A sense of certainty often arrives from experience – all the more reason, in my opinion, to distrust broad assumptions.  I’m uncomfortable with assertions.  The only one I’ve come to trust is that one day I will die.  I’m being neither pessimistic nor fatalistic here:  whether through the effects of age, disease, or accident my body will at some point cease to function.  The notion of whether or not some aspect of my consciousness continues beyond my physical death is a matter for faith, or hope.  What we choose to believe reveals what we are, or are not, or perhaps what we hope to be.  And we may speak of what we know to be true regarding faith but this certainty stems from internal conviction, not external proof.  The period of time we enjoy on this earth is an opportunity, the length unknown. With that understanding, comprehension does indeed lend itself to greater responsibility, personally and to the larger world.  Though we personally cease to be, our accomplishments may linger, and can have a lasting impact on future generations.

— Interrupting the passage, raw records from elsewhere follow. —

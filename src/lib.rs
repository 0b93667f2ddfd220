// Chatdesk - chat front-end over a locally hosted model
// Library exports

pub mod app;
pub mod chat;
pub mod config;
pub mod errors;
pub mod feedback;
pub mod git;
pub mod logging;
pub mod models;
pub mod publish;
pub mod server;
pub mod session;

pub use app::{AppError, ChatApp, FeedbackAction, FeedbackReply, SessionSnapshot, SubmitReply};
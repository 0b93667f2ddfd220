// Session manager - lazily creates and tracks per-client sessions

use anyhow::{bail, Result};
use dashmap::DashMap;
use std::path::PathBuf;
use std::sync::Arc;
use std::time::Duration;
use uuid::Uuid;

use super::context::Session;
use crate::config::FeedbackOptions;
use crate::logging::{session_log_file_name, InteractionLogger};

pub struct SessionManager {
    sessions: DashMap<String, Arc<Session>>,
    max_sessions: usize,
    session_timeout: Duration,
    log_dir: PathBuf,
    feedback_options: FeedbackOptions,
}

impl SessionManager {
    pub fn new(
        max_sessions: usize,
        session_timeout: Duration,
        log_dir: PathBuf,
        feedback_options: FeedbackOptions,
    ) -> Self {
        Self {
            sessions: DashMap::new(),
            max_sessions,
            session_timeout,
            log_dir,
            feedback_options,
        }
    }

    /// Return the session for `id`, or create a new one with a fresh token.
    ///
    /// Returns the session and whether it was just created. Idle sessions
    /// are evicted before the cap is checked.
    pub fn get_or_create(&self, id: Option<&str>) -> Result<(Arc<Session>, bool)> {
        if let Some(session) = id.and_then(|id| self.get(id)) {
            return Ok((session, false));
        }

        self.evict_idle();
        if self.sessions.len() >= self.max_sessions {
            bail!("Session limit reached ({} active)", self.max_sessions);
        }

        let id = Uuid::new_v4().to_string();
        let log_path = self.log_dir.join(session_log_file_name(&id));
        let log = InteractionLogger::open(log_path)?;
        log.info(&format!("New session started with user ID: {}", id))?;

        let session = Arc::new(Session::new(id.clone(), log, self.feedback_options));
        self.sessions.insert(id.clone(), Arc::clone(&session));

        tracing::info!(session = %id, log = %session.log().path().display(), "Session created");
        Ok((session, true))
    }

    /// Look up a session; a successful lookup counts as activity
    pub fn get(&self, id: &str) -> Option<Arc<Session>> {
        let session = self.sessions.get(id).map(|entry| Arc::clone(entry.value()))?;
        session.touch();
        Some(session)
    }

    /// Remove a session and stop its background publisher
    pub fn delete(&self, id: &str) -> bool {
        match self.sessions.remove(id) {
            Some((_, session)) => {
                session.cancel();
                tracing::info!(session = %id, "Session removed");
                true
            }
            None => false,
        }
    }

    /// Expire every session idle for longer than the timeout.
    ///
    /// Returns how many were removed.
    pub fn evict_idle(&self) -> usize {
        let idle: Vec<String> = self
            .sessions
            .iter()
            .filter(|entry| entry.value().idle_for() >= self.session_timeout)
            .map(|entry| entry.key().clone())
            .collect();

        let mut evicted = 0;
        for id in idle {
            // Re-check under the shard lock; a request may have touched it since
            let removed = self
                .sessions
                .remove_if(&id, |_, session| session.idle_for() >= self.session_timeout);
            if let Some((_, session)) = removed {
                session.expire();
                tracing::info!(session = %id, idle = ?session.idle_for(), "Session expired");
                evicted += 1;
            }
        }
        evicted
    }

    pub fn session_timeout(&self) -> Duration {
        self.session_timeout
    }

    pub fn active_count(&self) -> usize {
        self.sessions.len()
    }

    /// Cancel every session's background work (shutdown)
    pub fn cancel_all(&self) {
        for entry in self.sessions.iter() {
            entry.value().cancel();
        }
    }
}
// Chat server - HTTP surface over ChatApp
//
// One text box, one submit action, feedback buttons. Rendering is left to the
// client; this only exposes the session state machine.

mod handlers;
pub mod types;

pub use handlers::{create_router, health_check};
pub use types::*;

use anyhow::{Context, Result};
use std::net::SocketAddr;
use std::sync::Arc;
use tower_http::cors::CorsLayer;
use tower_http::trace::TraceLayer;

use crate::app::ChatApp;

/// Serve until Ctrl-C, then stop the session sweeper and every publisher
pub async fn serve(app: Arc<ChatApp>, bind_address: &str) -> Result<()> {
    let addr: SocketAddr = bind_address
        .parse()
        .with_context(|| format!("Invalid bind address: {}", bind_address))?;

    // 1MB is plenty for a chat query
    let router = create_router(Arc::clone(&app))
        .layer(axum::extract::DefaultBodyLimit::max(1024 * 1024))
        .layer(CorsLayer::permissive())
        .layer(TraceLayer::new_for_http());

    tracing::info!("Starting chat server on {}", addr);

    let listener = tokio::net::TcpListener::bind(addr)
        .await
        .with_context(|| format!("Failed to bind {}", addr))?;
    let sweeper = app.spawn_session_sweeper();
    axum::serve(listener, router)
        .with_graceful_shutdown(shutdown_signal())
        .await?;

    app.shutdown();
    if let Err(e) = sweeper.await {
        tracing::warn!("Session sweeper ended abnormally: {}", e);
    }
    tracing::info!("Chat server stopped");
    Ok(())
}

async fn shutdown_signal() {
    if let Err(e) = tokio::signal::ctrl_c().await {
        tracing::error!("Failed to listen for shutdown signal: {}", e);
        std::future::pending::<()>().await;
    }
    tracing::info!("Shutdown signal received");
}
// Resource loader - acquires the shared inference handle exactly once
//
// The handle lives in a process-wide slot; sessions hold a reference to it.
// Construction that fails with resource exhaustion gets one busy notice, one
// cooldown, and one retry. Nothing else is retried.

use anyhow::{Context, Result};
use std::path::PathBuf;
use std::sync::Arc;
use std::time::Duration;
use tokio::sync::Mutex;

use super::handle::{GenerationLease, InferenceHandle, ModelFactory};
use super::provision::ArtifactFetcher;
use crate::config::constants::BUSY_NOTICE;
use crate::errors::LoadError;

/// Result of `ResourceLoader::acquire`
#[derive(Debug)]
pub struct AcquireOutcome {
    pub handle: Arc<InferenceHandle>,
    /// User-visible notices produced while acquiring (busy retry)
    pub notices: Vec<String>,
}

/// Result of `ResourceLoader::lease`
#[derive(Debug)]
pub struct LeaseOutcome {
    pub lease: GenerationLease,
    pub notices: Vec<String>,
}

/// A release can land between acquire and lock; go back to acquire once
const LEASE_ATTEMPTS: usize = 2;

pub struct ResourceLoader {
    model_dir: PathBuf,
    fetcher: Arc<dyn ArtifactFetcher>,
    factory: Arc<dyn ModelFactory>,
    cooldown: Duration,
    slot: Mutex<Option<Arc<InferenceHandle>>>,
}

impl ResourceLoader {
    pub fn new(
        model_dir: PathBuf,
        fetcher: Arc<dyn ArtifactFetcher>,
        factory: Arc<dyn ModelFactory>,
        cooldown: Duration,
    ) -> Self {
        Self {
            model_dir,
            fetcher,
            factory,
            cooldown,
            slot: Mutex::new(None),
        }
    }

    /// Fetch the artifact bundle if absent, without loading anything
    pub async fn provision(&self) -> Result<()> {
        self.fetcher
            .ensure()
            .await
            .context("Failed to provision model artifacts")
    }

    /// Return the session's handle, loading it if needed.
    ///
    /// `held` is the session's reference; it is filled in on success and
    /// returned unchanged when it already points at a live handle.
    pub async fn acquire(&self, held: &mut Option<Arc<InferenceHandle>>) -> Result<AcquireOutcome> {
        if let Some(handle) = held.as_ref().filter(|h| !h.is_released()) {
            return Ok(AcquireOutcome {
                handle: Arc::clone(handle),
                notices: Vec::new(),
            });
        }

        let mut slot = self.slot.lock().await;

        if let Some(handle) = slot.as_ref().filter(|h| !h.is_released()) {
            *held = Some(Arc::clone(handle));
            return Ok(AcquireOutcome {
                handle: Arc::clone(handle),
                notices: Vec::new(),
            });
        }

        self.provision().await?;

        let mut notices = Vec::new();
        let model = match self.factory.load(&self.model_dir).await {
            Ok(model) => model,
            Err(e) if e.is_resource_exhausted() => {
                tracing::warn!(
                    "Model load hit resource exhaustion ({}), retrying once in {:?}",
                    e,
                    self.cooldown
                );
                notices.push(BUSY_NOTICE.to_string());
                self.factory.reclaim().await;
                tokio::time::sleep(self.cooldown).await;

                self.factory
                    .load(&self.model_dir)
                    .await
                    .map_err(anyhow::Error::new)
                    .context("Model load failed after busy retry")?
            }
            Err(e) => return Err(anyhow::Error::new(e).context("Model load failed")),
        };

        let handle = Arc::new(InferenceHandle::new(model));
        tracing::info!(handle = %handle.id(), model = handle.model_name(), "✓ Inference handle ready");

        *slot = Some(Arc::clone(&handle));
        *held = Some(Arc::clone(&handle));

        Ok(AcquireOutcome { handle, notices })
    }

    /// Acquire the handle and lock it for one generation.
    ///
    /// If the handle is reclaimed while waiting for the lock, the session's
    /// reference is stale and acquire loads a fresh one.
    pub async fn lease(&self, held: &mut Option<Arc<InferenceHandle>>) -> Result<LeaseOutcome> {
        let mut notices = Vec::new();
        for _ in 0..LEASE_ATTEMPTS {
            let acquired = self.acquire(held).await?;
            notices.extend(acquired.notices);
            if let Some(lease) = acquired.handle.lease().await {
                return Ok(LeaseOutcome { lease, notices });
            }
            tracing::debug!(handle = %acquired.handle.id(), "Handle released before generation started, reacquiring");
        }
        anyhow::bail!("Inference handle was released before generation could start")
    }

    /// Drop the session's reference and reclaim the model behind it.
    ///
    /// Returns true if device memory was actually released.
    pub async fn release(&self, held: &mut Option<Arc<InferenceHandle>>) -> bool {
        let Some(handle) = held.take() else {
            return false;
        };

        {
            let mut slot = self.slot.lock().await;
            if slot.as_ref().is_some_and(|current| Arc::ptr_eq(current, &handle)) {
                *slot = None;
            }
        }

        handle.release().await
    }

    /// Whether the process-wide slot currently holds a live handle
    pub async fn is_loaded(&self) -> bool {
        self.slot
            .lock()
            .await
            .as_ref()
            .is_some_and(|h| !h.is_released())
    }
}

/// Whether an acquire failure was provisioning (as opposed to load)
pub fn is_provisioning_failure(err: &anyhow::Error) -> bool {
    err.chain()
        .any(|cause| matches!(cause.downcast_ref::<LoadError>(), Some(LoadError::Provisioning(_))))
}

It is an interesting aspect of human nature that we seek a concrete explanation for our world. And I don’t condemn that. But in this time of political silliness – when we seem to face off like rival football teams; when religion seems to some a handy weapon; when, with the immediate access of information as a result of technological advances, the world is both larger and smaller (and sometimes meaner) – I worry that we forget how much we don’t know.

Thomas Jefferson, in a letter to Richard Henry Lee, asked, perhaps rhetorically, “What is it men cannot be made to believe?”  The world of supposition is open and a healthy skepticism is a requisite for any intellectual endeavor.  Skepticism, the Greek philosophical position that certainty on any issue is unattainable, suggests limitations on knowledge. Some level of doubt – in the veracity of an argument or theory, in our own comprehension of an issue, or our general lack of knowledge – is essential. But it should not discourage our curiosity. To question is to engage: when we stop questioning, we stop exploring our world.

The best place for us to be is uncertain.  What curiosity is aroused in certitude? What invention or discovery ever sprang from contentment with the way things were thought to be? In The Quest for Certainty, John Dewey reminds us:  “Every great advance in science has issued from a new audacity of imagination.”

Intellectually, certainty suggests stasis.  How do we hope to advance by standing still?